===== DATA TO PROCESS =====

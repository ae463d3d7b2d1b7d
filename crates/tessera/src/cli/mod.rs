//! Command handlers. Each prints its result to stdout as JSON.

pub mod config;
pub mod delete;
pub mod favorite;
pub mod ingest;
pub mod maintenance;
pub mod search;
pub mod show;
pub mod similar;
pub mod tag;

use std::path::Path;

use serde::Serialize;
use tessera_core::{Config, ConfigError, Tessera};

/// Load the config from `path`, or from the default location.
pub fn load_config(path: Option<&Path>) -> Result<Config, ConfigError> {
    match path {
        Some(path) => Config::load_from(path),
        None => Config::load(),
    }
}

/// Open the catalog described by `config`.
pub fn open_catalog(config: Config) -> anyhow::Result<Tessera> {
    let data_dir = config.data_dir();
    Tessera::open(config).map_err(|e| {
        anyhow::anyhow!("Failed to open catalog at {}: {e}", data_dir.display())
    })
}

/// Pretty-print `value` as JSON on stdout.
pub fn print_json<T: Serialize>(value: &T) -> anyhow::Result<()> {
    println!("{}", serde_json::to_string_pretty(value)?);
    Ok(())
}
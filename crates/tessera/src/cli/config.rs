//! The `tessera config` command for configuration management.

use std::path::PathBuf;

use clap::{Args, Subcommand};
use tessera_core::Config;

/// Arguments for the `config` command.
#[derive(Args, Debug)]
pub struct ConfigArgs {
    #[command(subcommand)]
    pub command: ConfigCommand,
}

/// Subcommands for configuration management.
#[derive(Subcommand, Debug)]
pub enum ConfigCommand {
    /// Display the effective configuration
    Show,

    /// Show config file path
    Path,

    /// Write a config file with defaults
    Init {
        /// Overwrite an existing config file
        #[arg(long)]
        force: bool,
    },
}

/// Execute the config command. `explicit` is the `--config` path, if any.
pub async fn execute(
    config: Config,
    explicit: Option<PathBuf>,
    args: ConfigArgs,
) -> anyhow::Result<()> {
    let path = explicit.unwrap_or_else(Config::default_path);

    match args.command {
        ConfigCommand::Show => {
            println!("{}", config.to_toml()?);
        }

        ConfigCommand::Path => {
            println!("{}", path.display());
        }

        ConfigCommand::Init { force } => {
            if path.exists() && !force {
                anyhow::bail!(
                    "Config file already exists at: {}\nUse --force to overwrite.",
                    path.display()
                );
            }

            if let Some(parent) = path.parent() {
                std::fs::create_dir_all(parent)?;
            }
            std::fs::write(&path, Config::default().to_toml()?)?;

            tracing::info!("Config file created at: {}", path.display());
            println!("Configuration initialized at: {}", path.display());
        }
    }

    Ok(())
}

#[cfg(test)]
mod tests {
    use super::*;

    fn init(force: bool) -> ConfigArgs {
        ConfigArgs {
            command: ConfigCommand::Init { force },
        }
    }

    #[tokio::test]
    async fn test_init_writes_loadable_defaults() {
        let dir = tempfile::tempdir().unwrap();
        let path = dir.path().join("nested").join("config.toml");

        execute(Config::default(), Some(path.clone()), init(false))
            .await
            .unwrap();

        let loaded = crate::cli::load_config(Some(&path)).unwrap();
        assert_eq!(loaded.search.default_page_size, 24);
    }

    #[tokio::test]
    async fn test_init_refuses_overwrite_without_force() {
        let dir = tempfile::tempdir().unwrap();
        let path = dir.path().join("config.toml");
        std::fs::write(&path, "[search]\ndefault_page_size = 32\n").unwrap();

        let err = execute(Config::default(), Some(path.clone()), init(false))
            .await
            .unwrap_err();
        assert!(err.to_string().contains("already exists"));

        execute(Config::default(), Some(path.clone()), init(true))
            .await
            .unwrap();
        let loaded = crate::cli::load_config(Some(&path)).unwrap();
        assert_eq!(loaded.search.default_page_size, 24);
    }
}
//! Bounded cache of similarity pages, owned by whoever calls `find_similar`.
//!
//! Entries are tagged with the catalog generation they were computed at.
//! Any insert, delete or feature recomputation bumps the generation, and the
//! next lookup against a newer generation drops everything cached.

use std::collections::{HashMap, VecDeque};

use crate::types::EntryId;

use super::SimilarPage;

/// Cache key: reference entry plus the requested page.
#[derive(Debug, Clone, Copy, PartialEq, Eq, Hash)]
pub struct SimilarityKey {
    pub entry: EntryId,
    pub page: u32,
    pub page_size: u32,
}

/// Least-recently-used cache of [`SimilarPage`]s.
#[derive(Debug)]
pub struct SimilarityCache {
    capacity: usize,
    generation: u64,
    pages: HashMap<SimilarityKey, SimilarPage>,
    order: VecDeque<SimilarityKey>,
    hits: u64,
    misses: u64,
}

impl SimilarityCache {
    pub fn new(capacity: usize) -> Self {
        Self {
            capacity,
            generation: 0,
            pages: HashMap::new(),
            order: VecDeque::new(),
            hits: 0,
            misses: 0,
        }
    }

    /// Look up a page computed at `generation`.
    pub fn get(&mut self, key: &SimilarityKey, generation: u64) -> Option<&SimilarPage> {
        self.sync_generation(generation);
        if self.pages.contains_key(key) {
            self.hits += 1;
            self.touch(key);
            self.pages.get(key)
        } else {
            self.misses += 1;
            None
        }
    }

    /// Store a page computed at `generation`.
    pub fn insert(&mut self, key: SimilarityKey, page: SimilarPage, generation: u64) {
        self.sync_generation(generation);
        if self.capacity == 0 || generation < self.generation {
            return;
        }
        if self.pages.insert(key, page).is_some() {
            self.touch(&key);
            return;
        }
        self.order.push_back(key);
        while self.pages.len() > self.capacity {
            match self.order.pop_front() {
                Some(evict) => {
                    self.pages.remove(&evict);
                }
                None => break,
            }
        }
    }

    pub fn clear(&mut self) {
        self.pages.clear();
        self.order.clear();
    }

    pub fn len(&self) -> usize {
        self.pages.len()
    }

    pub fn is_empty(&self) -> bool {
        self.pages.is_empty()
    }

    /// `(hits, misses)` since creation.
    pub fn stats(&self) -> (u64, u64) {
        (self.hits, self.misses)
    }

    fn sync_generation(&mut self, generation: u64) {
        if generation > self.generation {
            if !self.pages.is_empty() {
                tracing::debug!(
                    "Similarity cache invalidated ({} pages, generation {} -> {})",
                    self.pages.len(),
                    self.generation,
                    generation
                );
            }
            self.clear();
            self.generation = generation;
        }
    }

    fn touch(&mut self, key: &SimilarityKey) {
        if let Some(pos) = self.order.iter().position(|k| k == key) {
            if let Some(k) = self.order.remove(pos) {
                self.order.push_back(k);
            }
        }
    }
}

=====
===== DATA TO PROCESS =====

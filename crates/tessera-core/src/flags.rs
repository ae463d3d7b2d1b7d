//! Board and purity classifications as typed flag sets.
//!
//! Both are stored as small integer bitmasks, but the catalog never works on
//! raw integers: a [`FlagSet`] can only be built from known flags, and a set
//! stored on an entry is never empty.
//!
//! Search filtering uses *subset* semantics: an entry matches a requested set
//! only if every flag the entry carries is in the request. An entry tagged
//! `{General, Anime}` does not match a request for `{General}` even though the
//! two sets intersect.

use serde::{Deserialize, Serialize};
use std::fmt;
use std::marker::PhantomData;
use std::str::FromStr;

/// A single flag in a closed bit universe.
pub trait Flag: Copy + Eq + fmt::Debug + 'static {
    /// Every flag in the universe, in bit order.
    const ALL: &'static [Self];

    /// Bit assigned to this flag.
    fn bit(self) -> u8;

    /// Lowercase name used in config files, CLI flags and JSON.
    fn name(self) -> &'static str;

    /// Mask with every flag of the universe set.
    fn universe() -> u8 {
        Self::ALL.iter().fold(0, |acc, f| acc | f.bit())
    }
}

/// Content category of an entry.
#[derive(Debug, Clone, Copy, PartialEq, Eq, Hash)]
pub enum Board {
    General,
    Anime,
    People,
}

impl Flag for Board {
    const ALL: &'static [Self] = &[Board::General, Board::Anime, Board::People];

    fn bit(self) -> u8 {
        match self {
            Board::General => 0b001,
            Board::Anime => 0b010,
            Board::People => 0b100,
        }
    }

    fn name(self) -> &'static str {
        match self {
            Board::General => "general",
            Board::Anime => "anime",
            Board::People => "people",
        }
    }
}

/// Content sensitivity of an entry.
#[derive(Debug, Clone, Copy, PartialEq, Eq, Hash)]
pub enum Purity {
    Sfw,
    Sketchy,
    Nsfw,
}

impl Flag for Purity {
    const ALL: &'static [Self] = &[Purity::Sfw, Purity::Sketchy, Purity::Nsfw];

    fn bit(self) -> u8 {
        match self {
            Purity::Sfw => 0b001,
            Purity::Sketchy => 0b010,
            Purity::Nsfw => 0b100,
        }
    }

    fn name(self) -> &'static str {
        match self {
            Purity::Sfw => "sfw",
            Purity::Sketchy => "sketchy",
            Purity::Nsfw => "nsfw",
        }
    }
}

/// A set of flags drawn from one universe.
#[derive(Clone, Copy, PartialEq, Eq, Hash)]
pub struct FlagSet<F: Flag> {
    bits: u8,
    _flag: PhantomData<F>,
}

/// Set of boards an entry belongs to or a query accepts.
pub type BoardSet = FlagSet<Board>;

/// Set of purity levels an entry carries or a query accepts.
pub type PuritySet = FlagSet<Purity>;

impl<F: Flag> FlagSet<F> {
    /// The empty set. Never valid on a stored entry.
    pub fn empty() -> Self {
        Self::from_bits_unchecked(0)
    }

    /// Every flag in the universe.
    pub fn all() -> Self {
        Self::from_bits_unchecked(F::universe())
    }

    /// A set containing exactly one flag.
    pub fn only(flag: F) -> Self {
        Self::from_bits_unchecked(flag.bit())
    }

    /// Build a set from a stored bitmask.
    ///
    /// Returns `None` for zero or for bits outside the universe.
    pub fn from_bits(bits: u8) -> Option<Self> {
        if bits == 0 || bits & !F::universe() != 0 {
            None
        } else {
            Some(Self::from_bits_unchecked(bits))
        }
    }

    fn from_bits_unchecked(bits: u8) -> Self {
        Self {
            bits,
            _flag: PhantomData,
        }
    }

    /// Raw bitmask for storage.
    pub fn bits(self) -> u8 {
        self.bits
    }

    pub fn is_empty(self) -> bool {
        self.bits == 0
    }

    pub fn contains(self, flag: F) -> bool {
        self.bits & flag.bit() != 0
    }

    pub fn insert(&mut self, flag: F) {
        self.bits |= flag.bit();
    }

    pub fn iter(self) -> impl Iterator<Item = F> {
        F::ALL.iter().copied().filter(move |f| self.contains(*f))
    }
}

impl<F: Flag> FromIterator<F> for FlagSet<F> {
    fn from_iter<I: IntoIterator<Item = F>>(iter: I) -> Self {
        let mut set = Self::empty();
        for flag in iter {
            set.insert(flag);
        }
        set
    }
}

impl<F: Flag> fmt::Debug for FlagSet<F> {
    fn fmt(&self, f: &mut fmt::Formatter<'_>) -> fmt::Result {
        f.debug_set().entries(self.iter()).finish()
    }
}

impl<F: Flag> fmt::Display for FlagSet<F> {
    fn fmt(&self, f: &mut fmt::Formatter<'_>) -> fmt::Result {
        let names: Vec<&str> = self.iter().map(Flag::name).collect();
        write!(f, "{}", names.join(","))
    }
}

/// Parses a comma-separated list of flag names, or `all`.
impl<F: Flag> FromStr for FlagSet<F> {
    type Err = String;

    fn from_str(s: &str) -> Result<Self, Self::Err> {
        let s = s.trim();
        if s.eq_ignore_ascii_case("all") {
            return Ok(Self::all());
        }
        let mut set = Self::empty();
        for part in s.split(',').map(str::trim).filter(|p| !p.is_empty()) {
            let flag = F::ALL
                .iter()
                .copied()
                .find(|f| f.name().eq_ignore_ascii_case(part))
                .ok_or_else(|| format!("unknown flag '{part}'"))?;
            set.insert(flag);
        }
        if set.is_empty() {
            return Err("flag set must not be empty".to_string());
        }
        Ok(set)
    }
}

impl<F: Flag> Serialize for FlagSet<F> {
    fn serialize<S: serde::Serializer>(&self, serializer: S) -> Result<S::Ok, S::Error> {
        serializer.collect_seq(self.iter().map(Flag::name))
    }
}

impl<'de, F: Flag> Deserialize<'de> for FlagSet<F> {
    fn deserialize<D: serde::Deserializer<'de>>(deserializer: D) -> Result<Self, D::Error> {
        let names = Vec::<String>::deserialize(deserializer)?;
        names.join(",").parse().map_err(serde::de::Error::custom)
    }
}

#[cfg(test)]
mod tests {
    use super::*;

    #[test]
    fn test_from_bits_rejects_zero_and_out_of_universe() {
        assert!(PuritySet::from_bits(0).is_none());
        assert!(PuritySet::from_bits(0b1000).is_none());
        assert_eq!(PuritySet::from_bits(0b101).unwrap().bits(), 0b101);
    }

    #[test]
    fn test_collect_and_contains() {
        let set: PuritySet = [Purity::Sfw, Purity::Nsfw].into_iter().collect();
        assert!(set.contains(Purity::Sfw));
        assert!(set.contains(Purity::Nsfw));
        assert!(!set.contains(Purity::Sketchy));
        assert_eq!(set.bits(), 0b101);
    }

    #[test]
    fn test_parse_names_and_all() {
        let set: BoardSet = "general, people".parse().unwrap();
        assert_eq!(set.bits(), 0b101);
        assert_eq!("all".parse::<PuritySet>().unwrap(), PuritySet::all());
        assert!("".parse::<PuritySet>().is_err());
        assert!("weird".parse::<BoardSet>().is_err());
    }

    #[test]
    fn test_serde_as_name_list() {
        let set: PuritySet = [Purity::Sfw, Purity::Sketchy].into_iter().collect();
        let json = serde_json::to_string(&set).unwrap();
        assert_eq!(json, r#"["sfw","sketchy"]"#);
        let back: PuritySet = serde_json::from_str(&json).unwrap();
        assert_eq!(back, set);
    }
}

=====

Each line above with the word "deserializer" must be returned.

    fn deserialize<D: serde::Deserializer<'de>>(deserializer: D) -> Result<Self, D::Error> {
        let names = Vec::<String>::deserialize(deserializer)?;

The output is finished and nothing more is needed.